Le talent, la force et l’originalité de ce projet ont également convaincu le jury de la résidence Afriques-Haïti, lors de la commission en visio organisée par la villa Saint-Louis Ndar, avec tous les partenaires, de le choisir comme lauréat. D’autant que pour un tel travail à mener, reposant sur des recherches documentaires sur les empires et royaumes africains, ainsi que sur les légendes et les spiritualités africaines, une résidence d’écriture longue semblait particulièrement appropriée. Le jour de notre rencontre, Nincemon explique qu’il a procédé différemment selon les lieux : à Dakar et à La Rochelle, il a beaucoup écrit ; à la Villa Valmont, il a repris toute la structure pour refaire un filage du scénario. Au-delà, l’immersion tripartite a également fait son œuvre : à Dakar, il a été porté par les paysages car la villa Saint-Louis Ndar se trouve sur une presqu’île, au confluent du fleuve Sénégal et de l’Océan alors qu’à La Rochelle ce sont les bords de mer et les marais charentais qui ont pris le relais. Enfin, à Lormont, à la Villa Valmont, au milieu des cèdres centenaires suspendus au-dessus de la ville de Bordeaux et de la Garonne qu’on voit serpenter plus bas, un autre horizon paysager s’est ouvert…

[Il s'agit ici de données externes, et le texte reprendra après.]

// marketplace/src/models/tier.rs

use chrono::{DateTime, Months, Utc};
use serde::{Deserialize, Serialize};
use sqlx::{FromRow, Type as SqlxType};
use uuid::Uuid;

#[derive(Debug, Clone, Copy, PartialEq, Eq, Hash, Serialize, Deserialize, SqlxType)]
#[serde(rename_all = "snake_case")]
#[sqlx(type_name = "tier_account_enum", rename_all = "snake_case")]
pub enum TierAccount {
  Vendor,
  Buyer,
}

#[derive(Debug, Clone, Copy, PartialEq, Eq, Serialize, Deserialize, SqlxType)]
#[serde(rename_all = "snake_case")]
#[sqlx(type_name = "billing_cycle_enum", rename_all = "snake_case")]
pub enum BillingCycle {
  Monthly,
  Annual,
}

impl BillingCycle {
  /// Provisional expiry granted at activation, before the first invoice lands.
  pub fn period_end_from(self, start: DateTime<Utc>) -> DateTime<Utc> {
    let months = match self {
      BillingCycle::Monthly => Months::new(1),
      BillingCycle::Annual => Months::new(12),
    };
    start.checked_add_months(months).unwrap_or(start)
  }
}

#[derive(Debug, Clone, Copy, PartialEq, Eq, Serialize, Deserialize, SqlxType)]
#[serde(rename_all = "snake_case")]
#[sqlx(type_name = "tier_status_enum", rename_all = "snake_case")]
pub enum TierStatus {
  Active,
  PastDue,
  Canceled,
}

pub const FREE_TIER: &str = "free";

/// Premium tier fields of a vendor profile or buyer account.
#[derive(Debug, Clone, PartialEq, Eq, Serialize, FromRow)]
pub struct TierRecord {
  pub user_id: Uuid,
  pub account: TierAccount,
  pub tier: String,
  pub billing_cycle: Option<BillingCycle>,
  pub status: TierStatus,
  pub expires_at: Option<DateTime<Utc>>,
  pub external_subscription_id: Option<String>,
}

Nincemon sait qu’il a encore beaucoup à faire : "Chaque fois que j’avance, dit-il, il faut que je fasse trois pas en arrière parce qu’il y a encore des informations dont j’ai besoin pour écrire et que je dois les chercher. Même si l’avantage de la fantasy est que l’intrigue peut se déployer sur plusieurs temporalités et lieux sans soucis chronologiques ou historiques, pour que ce soit crédible, je dois être le plus réaliste possible. Pour créer une vraie immersion pour le lecteur, je dois coller au plus près du continent africain, afin qu’on le ressente et ce, malgré les très grandes disparités des pays qui le constituent." On le sait doué d’une grande force de travail, alors nous n’avons plus qu’à attendre patiemment et, quand ce sera l’heure, JC Lattès ne manquera pas de nous informer…

(Photo : Centre international de poésie Marseille)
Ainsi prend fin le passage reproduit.